Через десять лет, когда кто-то спросит меня о моем отце, я, может, отвечу: «Я видела его трижды, когда мне было семнадцать. Мы ели пад тай[3] за столиком перед полем для гольфа, и я не нашла в себе смелости спросить, как меня зачали».
Фредерик выбрал более нейтральную тему для беседы.
– Какие занятия ты хочешь посещать в Клэйборне?
– Ну… – Не думала об этом несколько недель. – Курс английского мне кажется классным. Еще есть русская литература. Полагаю, продолжу изучать испанский как обязательный второй язык. – «И музыка». Но я не готова говорить о ней.
Забавно, потому что я всегда представляла, что если встречу отца, то мы не будем говорить ни о чем, кроме музыки. В моих фантазиях он был рад узнать, что у нас столько общего. Он был расстроен, что потерял так много времени.

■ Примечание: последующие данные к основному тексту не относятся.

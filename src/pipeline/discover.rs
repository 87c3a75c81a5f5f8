//! File discovery: enumerate convertible files under the input root.
//!
//! The walk is recursive to any depth; non-matching files, directories,
//! and symlinked directories' contents are silently skipped. Results are
//! collected and then sorted lexicographically by full path, so a run
//! over the same tree always processes (and overwrites) files in the same
//! order — which is what makes the last-write-wins collision policy
//! deterministic.

use crate::config::{ConversionConfig, FileKind};
use crate::error::Doc2MdError;
use std::path::{Path, PathBuf};
use tracing::{debug, warn};
use walkdir::WalkDir;

/// A discovered input file with its dispatch kind.
#[derive(Debug, Clone, PartialEq, Eq)]
pub struct DiscoveredFile {
    pub path: PathBuf,
    pub kind: FileKind,
}

/// Recursively enumerate supported files under `input_root`, sorted
/// lexicographically by path.
///
/// Fails fast when the root is missing or not a directory. Unreadable
/// entries below the root are logged and skipped rather than failing the
/// run; an error on the root itself is fatal.
pub fn discover_files(
    input_root: &Path,
    config: &ConversionConfig,
) -> Result<Vec<DiscoveredFile>, Doc2MdError> {
    if !input_root.exists() {
        return Err(Doc2MdError::InputDirNotFound {
            path: input_root.to_path_buf(),
        });
    }
    if !input_root.is_dir() {
        return Err(Doc2MdError::InputNotADirectory {
            path: input_root.to_path_buf(),
        });
    }

    let mut files = Vec::new();
    for entry in WalkDir::new(input_root) {
        let entry = match entry {
            Ok(e) => e,
            Err(e) => {
                // Root errors abort; deeper errors only lose that entry.
                if e.path().map(|p| p == input_root).unwrap_or(true) {
                    return Err(Doc2MdError::ScanFailed {
                        path: input_root.to_path_buf(),
                        detail: e.to_string(),
                    });
                }
                warn!("skipping unreadable entry: {e}");
                continue;
            }
        };
        if !entry.file_type().is_file() {
            continue;
        }
        let Some(kind) = FileKind::from_path(entry.path()) else {
            continue;
        };
        if !config.kinds.matches(kind) {
            debug!("kind filter skips {}", entry.path().display());
            continue;
        }
        files.push(DiscoveredFile {
            path: entry.path().to_path_buf(),
            kind,
        });
    }

    files.sort_by(|a, b| a.path.cmp(&b.path));
    debug!(
        "discovered {} convertible file(s) under {}",
        files.len(),
        input_root.display()
    );
    Ok(files)
}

Теперь? Музыка – последнее, что я хочу рассказывать о себе. Если скажу, что одну из его любимых песен – You Can’t Always Get What You Want группы The Rolling Stones – исполняла в начальной школе с хором в гармонии на четыре голоса, он точно поймет, как сильно я его обожествляю.
Как унизительно.
– Я был не таким студентом, как ты, – говорит отец. – Меня чуть не выгнали на первом курсе.
– Правда? – Но я уже это знаю, прочитала в интервью для Spin.
– Обязательные уроки меня чуть не убили. Но я смог продержаться, только чтобы мне позволили посещать все музыкальные кружки. Еле выдержал.
Я уже знаю о нем многое: что он любит старые фильмы и свежевыжатый апельсиновый сок. Читала, что однажды он играл на предвыборной кампании Обамы и что у него аллергия на кинзу. Знаю, что его сценическое имя – Фредди Рикс – появилось благодаря тому, что его друг Эрни считал, оно «не вызывает запор» в отличие от Фредерика Ричардса.